Augsburger Allgemeine (Land Nord)
Als Künstler mit der Kamera malen wollten
Das Kunsthaus Kaufbeuren zeigt, wie sich die Fotografie ihren Platz erarbeitet hat
Kaufbeuren Es ist ein Selbstbildnis, das verwirrt, aber auch vieles erklärt: Der amerikanische Fotograf Frank Eugene, der sein Handwerk in München gelernt hat, sitzt 1895 vor einem großen Historienbild, hat einen Pinsel in der Hand, starrt aber versonnen auf ein fotografisches Porträt. Eugene arbeitete in einer Zeit, in der das relativ junge Medium der Fotografie seinen Platz zwischen den klassischen Künsten suchte. Eine wichtige Strömung in diesem Prozess war der Piktorialismus. Ende des 19. und Anfang des 20. Jahrhunderts suchten Fotografen nach Möglichkeiten, die dokumentarische Grundausrichtung des Mediums ins Künstlerische hinein zu erweitern. Welche unterschiedlichen gestalterischen, technischen und stilistischen Ansätze die Fotografen dabei verfolgten, stellt die Ausstellung „Strike a pose“im Kunsthaus Kaufbeuren sehr dicht, aber doch anschaulich dar.

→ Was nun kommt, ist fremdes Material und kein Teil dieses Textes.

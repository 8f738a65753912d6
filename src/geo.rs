use crate::models::{Coordinates, Place};

const EARTH_RADIUS_KM: f64 = 6371.0;

/// Great-circle distance in kilometres.
pub fn haversine_km(a: &Coordinates, b: &Coordinates) -> f64 {
    let d_lat = (b.latitude - a.latitude).to_radians();
    let d_lng = (b.longitude - a.longitude).to_radians();
    let lat1 = a.latitude.to_radians();
    let lat2 = b.latitude.to_radians();

    let h = (d_lat / 2.0).sin().powi(2) + lat1.cos() * lat2.cos() * (d_lng / 2.0).sin().powi(2);
    2.0 * EARTH_RADIUS_KM * h.sqrt().atan2((1.0 - h).max(0.0).sqrt())
}

#[derive(Debug, Clone, PartialEq)]
pub struct NearbyPlace {
    pub id: i64,
    pub name: String,
    pub kind: PlaceKind,
    pub distance_km: f64,
}

#[derive(Debug, Clone, Copy, PartialEq, Eq)]
pub enum PlaceKind {
    Monastery,
    Archive,
    Service,
}

impl PlaceKind {
    pub fn label(&self) -> &'static str {
        match self {
            PlaceKind::Monastery => "Monastery",
            PlaceKind::Archive => "Archive",
            PlaceKind::Service => "Service",
        }
    }
}

/// Places within `radius_km` (inclusive) of `origin`, nearest first.
/// Equal distances keep input order; records with malformed coordinates
/// are skipped.
pub fn find_nearby<'a, I>(origin: &Coordinates, places: I, radius_km: f64) -> Vec<NearbyPlace>
where
    I: IntoIterator<Item = (PlaceKind, &'a dyn Place)>,
{
    let mut nearby: Vec<NearbyPlace> = places
        .into_iter()
        .filter_map(|(kind, place)| {
            let coords = place.coordinates()?;
            let distance_km = haversine_km(origin, &coords);
            (distance_km <= radius_km).then(|| NearbyPlace {
                id: place.id(),
                name: place.name().to_string(),
                kind,
                distance_km,
            })
        })
        .collect();

    // sort_by is stable
    nearby.sort_by(|a, b| a.distance_km.total_cmp(&b.distance_km));
    nearby
}

/// "1.4 km" style label.
pub fn format_distance(distance_km: f64) -> String {
    format!("{:.1} km", distance_km)
}

#[cfg(test)]
mod tests {
    use super::*;
    use crate::models::{PointOfInterest, SiteRecord};

    fn poi(id: i64, coords: &str) -> PointOfInterest {
        PointOfInterest {
            id,
            name: format!("Monastery {id}"),
            coordinates: coords.to_string(),
            map_url: String::new(),
            embed_html: String::new(),
            short_description: String::new(),
            long_description: String::new(),
            booking: None,
        }
    }

    fn site(id: i64, coords: &str) -> SiteRecord {
        SiteRecord {
            id,
            name: format!("Site {id}"),
            coordinates: coords.to_string(),
            long_description: String::new(),
            short_description: String::new(),
            description: String::new(),
            map_url: String::new(),
        }
    }

    #[test]
    fn distance_to_self_is_zero_and_symmetric() {
        let a = Coordinates::new(27.3389, 88.4167);
        let b = Coordinates::new(27.313, 88.605);
        assert_eq!(haversine_km(&a, &a), 0.0);
        assert!((haversine_km(&a, &b) - haversine_km(&b, &a)).abs() < 1e-9);
        // Gangtok area to Rumtek is roughly 19 km as the crow flies
        let d = haversine_km(&a, &b);
        assert!(d > 15.0 && d < 25.0, "got {d}");
    }

    #[test]
    fn radius_boundary_is_inclusive() {
        let origin = Coordinates::new(27.0, 88.0);
        let target = poi(1, "27.01,88.0");
        let exact = haversine_km(&origin, &target.coordinates().unwrap());
        let hits = find_nearby(&origin, [(PlaceKind::Monastery, &target as &dyn Place)], exact);
        assert_eq!(hits.len(), 1);
        let misses = find_nearby(
            &origin,
            [(PlaceKind::Monastery, &target as &dyn Place)],
            exact - 1e-9,
        );
        assert!(misses.is_empty());
    }

    #[test]
    fn sorted_by_distance_with_stable_ties() {
        let origin = Coordinates::new(27.3, 88.4);
        let far = poi(1, "27.31,88.4");
        let tie_poi = poi(2, "27.305,88.4");
        let bad = poi(3, "not,coords");
        let tie_archive = site(10, "27.305,88.4");
        let out_of_range = site(11, "27.9,88.4");

        let places: Vec<(PlaceKind, &dyn Place)> = vec![
            (PlaceKind::Monastery, &far),
            (PlaceKind::Monastery, &tie_poi),
            (PlaceKind::Monastery, &bad),
            (PlaceKind::Archive, &tie_archive),
            (PlaceKind::Service, &out_of_range),
        ];
        let hits = find_nearby(&origin, places, 2.0);
        let ids: Vec<i64> = hits.iter().map(|h| h.id).collect();
        assert_eq!(ids, vec![2, 10, 1]);
        assert_eq!(hits[1].kind, PlaceKind::Archive);
    }

    #[test]
    fn formats_one_decimal() {
        assert_eq!(format_distance(1.26), "1.3 km");
        assert_eq!(format_distance(0.0), "0.0 km");
    }
}
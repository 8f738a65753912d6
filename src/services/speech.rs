// ============================================================================
// SPEECH - text-to-speech audio guides
// ============================================================================

use std::cell::Cell;
use std::rc::Rc;

use wasm_bindgen::prelude::*;
use wasm_bindgen::JsCast;
use web_sys::{SpeechSynthesis, SpeechSynthesisUtterance, SpeechSynthesisVoice};

pub const DEFAULT_SPEECH_LANG: &str = "en-US";

/// Index of the best voice for `lang`: exact match, then prefix match,
/// then base-language match, then any English voice.
pub fn choose_voice(voice_langs: &[String], lang: &str) -> Option<usize> {
    let wanted = lang.trim().to_lowercase();
    let langs: Vec<String> = voice_langs.iter().map(|l| l.to_lowercase()).collect();

    let base = |l: &str| l.split(['-', '_']).next().unwrap_or("").to_string();

    langs
        .iter()
        .position(|l| *l == wanted)
        .or_else(|| langs.iter().position(|l| !wanted.is_empty() && l.starts_with(&wanted)))
        .or_else(|| langs.iter().position(|l| !wanted.is_empty() && base(l) == wanted))
        .or_else(|| langs.iter().position(|l| l.starts_with("en")))
}

/// `hi` -> `hi-HI`; longer codes pass through; empty -> `en-US`.
pub fn normalize_lang(lang: &str) -> String {
    let lang = lang.trim();
    if lang.is_empty() {
        return DEFAULT_SPEECH_LANG.to_string();
    }
    if lang.len() == 2 && lang.chars().all(|c| c.is_ascii_alphabetic()) {
        let lower = lang.to_ascii_lowercase();
        return format!("{}-{}", lower, lower.to_ascii_uppercase());
    }
    lang.to_string()
}

#[derive(Debug, Clone, Copy, PartialEq, Eq, Default)]
pub enum SpeechStatus {
    #[default]
    Idle,
    Speaking,
    Paused,
}

/// Counts utterances so a late `end` from a replaced one is ignored.
#[derive(Debug, Clone, Default)]
struct Generation(Rc<Cell<u64>>);

impl Generation {
    fn advance(&self) -> u64 {
        let next = self.0.get().wrapping_add(1);
        self.0.set(next);
        next
    }

    fn is_current(&self, generation: u64) -> bool {
        self.0.get() == generation
    }
}

/// The utterance being spoken and the handlers attached to it. Handlers are
/// detached before the closures are dropped: `cancel()` queues `end`/`error`
/// events that would otherwise call into freed closures.
struct ActiveUtterance {
    utterance: SpeechSynthesisUtterance,
    _on_end: Closure<dyn FnMut()>,
    _on_error: Closure<dyn FnMut()>,
}

impl ActiveUtterance {
    fn detach(&self) {
        self.utterance.set_onend(None);
        self.utterance.set_onerror(None);
    }
}

/// Drives the browser speech engine for one detail view at a time.
pub struct SpeechService {
    synth: Option<SpeechSynthesis>,
    status: Rc<Cell<SpeechStatus>>,
    generation: Generation,
    current: Option<ActiveUtterance>,
}

impl SpeechService {
    pub fn new() -> Self {
        Self {
            synth: web_sys::window().and_then(|w| w.speech_synthesis().ok()),
            status: Rc::new(Cell::new(SpeechStatus::Idle)),
            generation: Generation::default(),
            current: None,
        }
    }

    pub fn is_supported(&self) -> bool {
        self.synth.is_some()
    }

    pub fn status(&self) -> SpeechStatus {
        self.status.get()
    }

    /// Speak `text`, cancelling whatever is playing. `on_finished` runs when
    /// the utterance ends on its own.
    pub fn play<F>(&mut self, text: &str, lang: &str, on_finished: F)
    where
        F: Fn() + 'static,
    {
        let Some(synth) = self.synth.clone() else {
            log::warn!("🔇 [SPEECH] Speech synthesis not supported");
            return;
        };
        let text = text.trim();
        if text.is_empty() {
            return;
        }
        self.release_current();
        synth.cancel();

        let Ok(utterance) = SpeechSynthesisUtterance::new_with_text(text) else {
            return;
        };

        let voices: Vec<SpeechSynthesisVoice> = synth
            .get_voices()
            .iter()
            .filter_map(|v| v.dyn_into::<SpeechSynthesisVoice>().ok())
            .collect();
        let voice_langs: Vec<String> = voices.iter().map(|v| v.lang()).collect();

        match choose_voice(&voice_langs, lang).and_then(|i| voices.get(i)) {
            Some(voice) => {
                utterance.set_voice(Some(voice));
                utterance.set_lang(&voice.lang());
            }
            None => utterance.set_lang(&normalize_lang(lang)),
        }

        let mine = self.generation.advance();
        let on_finished = Rc::new(on_finished);
        let finish = {
            let status = self.status.clone();
            let generation = self.generation.clone();
            move |what: &str| {
                if !generation.is_current(mine) {
                    return;
                }
                log::info!("🔊 [SPEECH] Utterance {}", what);
                status.set(SpeechStatus::Idle);
                on_finished();
            }
        };
        let on_end = {
            let finish = finish.clone();
            Closure::wrap(Box::new(move || finish("ended")) as Box<dyn FnMut()>)
        };
        let on_error = Closure::wrap(Box::new(move || finish("failed")) as Box<dyn FnMut()>);
        utterance.set_onend(Some(on_end.as_ref().unchecked_ref()));
        utterance.set_onerror(Some(on_error.as_ref().unchecked_ref()));

        synth.speak(&utterance);
        self.status.set(SpeechStatus::Speaking);
        log::info!("🔊 [SPEECH] Speaking {} chars ({})", text.len(), utterance.lang());
        self.current = Some(ActiveUtterance {
            utterance,
            _on_end: on_end,
            _on_error: on_error,
        });
    }

    fn release_current(&mut self) {
        self.generation.advance();
        if let Some(current) = self.current.take() {
            current.detach();
        }
    }

    pub fn pause(&self) {
        if let Some(synth) = &self.synth {
            if self.status.get() == SpeechStatus::Speaking {
                synth.pause();
                self.status.set(SpeechStatus::Paused);
            }
        }
    }

    pub fn resume(&self) {
        if let Some(synth) = &self.synth {
            if self.status.get() == SpeechStatus::Paused {
                synth.resume();
                self.status.set(SpeechStatus::Speaking);
            }
        }
    }

    /// Safe when nothing is speaking.
    pub fn stop(&mut self) {
        self.release_current();
        if let Some(synth) = &self.synth {
            if synth.speaking() || synth.pending() {
                synth.cancel();
            }
        }
        self.status.set(SpeechStatus::Idle);
    }
}

impl Default for SpeechService {
    fn default() -> Self {
        Self::new()
    }
}

#[cfg(test)]
mod tests {
    use super::*;

    fn langs(list: &[&str]) -> Vec<String> {
        list.iter().map(|s| s.to_string()).collect()
    }

    #[test]
    fn exact_match_wins() {
        let voices = langs(&["en-US", "hi-IN", "hi"]);
        assert_eq!(choose_voice(&voices, "hi"), Some(2));
        assert_eq!(choose_voice(&voices, "HI-in"), Some(1));
    }

    #[test]
    fn prefix_then_base_then_english() {
        assert_eq!(choose_voice(&langs(&["en-GB", "ne-NP"]), "ne"), Some(1));
        assert_eq!(choose_voice(&langs(&["en-GB", "ne_NP"]), "ne"), Some(1));
        assert_eq!(choose_voice(&langs(&["fr-FR", "en-IN"]), "bo"), Some(1));
        assert_eq!(choose_voice(&langs(&["fr-FR"]), "bo"), None);
        assert_eq!(choose_voice(&[], "en"), None);
    }

    #[test]
    fn replaced_generation_is_stale() {
        let generation = Generation::default();
        let first = generation.advance();
        assert!(generation.is_current(first));
        let second = generation.advance();
        assert!(!generation.is_current(first));
        assert!(generation.is_current(second));

        let shared = generation.clone();
        shared.advance();
        assert!(!generation.is_current(second));
    }

    #[test]
    fn two_letter_codes_normalize() {
        assert_eq!(normalize_lang("hi"), "hi-HI");
        assert_eq!(normalize_lang("en-GB"), "en-GB");
        assert_eq!(normalize_lang(""), "en-US");
    }
}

Unter den rund 160 Fotografien, die Kunsthaus-Direktor Jan T.
Wilms aus verschiedenen Sammlungen zusammengetragen hat, sind die Großen des Genres dieser Zeit ebenso vertreten, wie unbekanntere „Maler-Fotografen“, die die Bandbreite des Dargestellten aber ungemein erweitern. Die wohl bekanntesten Köpfe der Emanzipation der Fotografie waren Alfred Stiegliz und Edward Steichen. Die beiden gründeten mit Frank Eugene 1902 die „Photo-Secession“. Ähnlich den verschiedenen Sezessionen in der Malerei wollten sie neue künstlerische Wege gehen – vor allem durch die Annäherung der Fotografie an jüngere Tendenzen in der Malerei wie den Impressionismus, den Symbolismus oder den Historismus.
So sind in der Schau zahlreiche Fotos zu sehen, deren Protagonisten gerade pompösen Gemälden ihrer Zeit entstiegen zu sein scheinen. Ritterrüstungen werden zu Requisiten, Weichzeichner-Effekte verwischen im wahrsten Sinne des Wortes die Grenzen zwischen Fotografie und Gemälde, und Steichen lichtete den Bildhauer Auguste Rodin geradezu übermenschlich ab. Gertrude
Käsebier, eine der vielen wichtigen Frauen in der Fotografie dieser Zeit, inszenierte eine lichtumflutete Maria mit Kind in einem angedeuteten Stall. Um zur klassischen Kunst aufzuschließen, waren den Piktorialisten alle Mittel recht. Das galt auch für die handwerklich-technischen Möglichkeiten der Bildmanipulation und -veredelung, die damals schon verblüffend routiniert genutzt wurden.
Während Steichen mühelos und durchweg hochästhetisch zwischen
Piktorialismus und den klareren Ansprüchen der aufkommenden Mode- und Magazinfotografie pendeln konnte, suchte Stieglitz verstärkt den künstlerischen Blick auf die urbane und industrialisierte Realität seiner Zeit. Stieglitz gab den Piktorialismus schnell zugunsten dieser „Straight Photography“auf. Andere dagegen hielten an der aufwendigen Inszenierung und Ästhetisierung ihrer Motive fest, etwa der Kemptener Viktor Knollmüller in seinen Landschaftsaufnahmen.
Und dann ist da noch Adolphe de Meyer, ein in Dresden aufgewachsener Fotograf und Lebemann mit einer Leidenschaft für große Kunst, große Gesten und vor allem für den Glamour der High Society seiner Zeit. Boris von Brauchitsch, der frühere Direktor des Kunsthauses Kaufbeuren, hat diesen schillernden Vertreter des Piktorialismus mit einer jüngst erschienenen Biografie wieder aus der Versenkung geholt.
OStrike a pose läuft bis zum 1. Juni im Kunsthaus Kaufbeuren. Zur Schau ist ein empfehlenswerter Katalog erschienen.